◆ Exercise description ◆
Go through the records and report each line in which the word "filter" occurs.

◆ Records for processing ◆
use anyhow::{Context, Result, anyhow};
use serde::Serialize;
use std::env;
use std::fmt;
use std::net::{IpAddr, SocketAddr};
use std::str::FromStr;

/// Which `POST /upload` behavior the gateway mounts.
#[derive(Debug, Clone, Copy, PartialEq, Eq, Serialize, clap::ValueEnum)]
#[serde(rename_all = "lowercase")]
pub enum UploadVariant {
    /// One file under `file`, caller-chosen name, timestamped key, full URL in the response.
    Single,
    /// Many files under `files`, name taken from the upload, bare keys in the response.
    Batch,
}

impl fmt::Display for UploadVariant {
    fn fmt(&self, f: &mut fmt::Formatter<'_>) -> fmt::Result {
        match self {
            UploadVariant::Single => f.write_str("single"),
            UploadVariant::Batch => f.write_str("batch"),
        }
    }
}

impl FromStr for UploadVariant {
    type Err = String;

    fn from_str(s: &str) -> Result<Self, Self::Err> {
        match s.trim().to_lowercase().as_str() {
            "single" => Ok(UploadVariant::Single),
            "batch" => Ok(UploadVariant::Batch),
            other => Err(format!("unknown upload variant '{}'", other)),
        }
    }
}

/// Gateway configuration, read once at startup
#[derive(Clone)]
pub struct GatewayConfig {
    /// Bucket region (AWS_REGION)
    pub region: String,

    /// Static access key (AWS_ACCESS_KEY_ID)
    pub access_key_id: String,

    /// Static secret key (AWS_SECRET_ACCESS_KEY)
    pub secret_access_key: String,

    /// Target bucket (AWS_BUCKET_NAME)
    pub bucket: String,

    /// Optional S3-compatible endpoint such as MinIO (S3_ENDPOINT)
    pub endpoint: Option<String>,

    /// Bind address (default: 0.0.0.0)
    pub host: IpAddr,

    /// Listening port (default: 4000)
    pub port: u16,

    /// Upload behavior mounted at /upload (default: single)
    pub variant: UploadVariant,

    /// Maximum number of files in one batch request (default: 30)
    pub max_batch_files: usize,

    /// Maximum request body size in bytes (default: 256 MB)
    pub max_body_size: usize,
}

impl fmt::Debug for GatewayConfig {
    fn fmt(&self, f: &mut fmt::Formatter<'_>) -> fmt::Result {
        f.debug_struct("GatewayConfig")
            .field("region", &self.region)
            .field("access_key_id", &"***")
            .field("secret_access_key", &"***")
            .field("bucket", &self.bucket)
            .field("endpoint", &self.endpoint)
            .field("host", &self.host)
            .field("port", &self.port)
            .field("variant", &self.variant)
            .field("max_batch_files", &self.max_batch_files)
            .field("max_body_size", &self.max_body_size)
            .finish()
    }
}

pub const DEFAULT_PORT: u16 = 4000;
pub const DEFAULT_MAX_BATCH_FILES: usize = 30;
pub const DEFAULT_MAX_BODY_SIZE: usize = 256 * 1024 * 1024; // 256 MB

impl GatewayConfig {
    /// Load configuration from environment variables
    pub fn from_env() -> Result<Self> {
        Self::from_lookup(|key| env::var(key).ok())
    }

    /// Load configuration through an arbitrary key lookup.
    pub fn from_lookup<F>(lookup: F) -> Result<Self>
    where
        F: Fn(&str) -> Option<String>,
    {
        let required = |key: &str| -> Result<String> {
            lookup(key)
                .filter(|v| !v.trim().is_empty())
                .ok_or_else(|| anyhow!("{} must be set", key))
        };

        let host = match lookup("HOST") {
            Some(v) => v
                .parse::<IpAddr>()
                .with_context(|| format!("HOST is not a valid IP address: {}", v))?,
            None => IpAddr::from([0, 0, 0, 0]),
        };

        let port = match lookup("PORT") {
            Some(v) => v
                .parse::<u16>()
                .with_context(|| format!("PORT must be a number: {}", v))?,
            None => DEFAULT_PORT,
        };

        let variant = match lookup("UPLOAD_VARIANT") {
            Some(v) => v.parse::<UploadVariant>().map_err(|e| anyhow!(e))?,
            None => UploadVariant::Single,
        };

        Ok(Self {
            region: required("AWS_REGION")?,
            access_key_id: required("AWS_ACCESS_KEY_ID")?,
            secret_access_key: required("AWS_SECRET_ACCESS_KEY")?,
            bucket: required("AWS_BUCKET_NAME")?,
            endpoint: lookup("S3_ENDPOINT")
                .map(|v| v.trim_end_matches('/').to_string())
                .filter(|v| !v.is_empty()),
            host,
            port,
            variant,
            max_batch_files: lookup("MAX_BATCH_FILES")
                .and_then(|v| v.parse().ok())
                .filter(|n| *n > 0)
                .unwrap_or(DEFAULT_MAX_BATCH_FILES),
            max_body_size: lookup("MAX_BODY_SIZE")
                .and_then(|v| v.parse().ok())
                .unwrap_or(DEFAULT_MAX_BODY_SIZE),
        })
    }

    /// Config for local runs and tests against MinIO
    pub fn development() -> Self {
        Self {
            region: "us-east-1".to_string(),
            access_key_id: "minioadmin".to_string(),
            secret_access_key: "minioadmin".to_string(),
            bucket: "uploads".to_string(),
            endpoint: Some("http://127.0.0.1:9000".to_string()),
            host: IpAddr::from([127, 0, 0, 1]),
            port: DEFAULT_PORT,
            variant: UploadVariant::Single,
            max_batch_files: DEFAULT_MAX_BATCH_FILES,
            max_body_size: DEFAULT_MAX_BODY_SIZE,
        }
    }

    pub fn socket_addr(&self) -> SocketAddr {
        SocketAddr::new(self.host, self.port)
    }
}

◆ Exercise output ◆
                .filter(|v| !v.trim().is_empty())
                .filter(|v| !v.is_empty()),
                .filter(|n| *n > 0)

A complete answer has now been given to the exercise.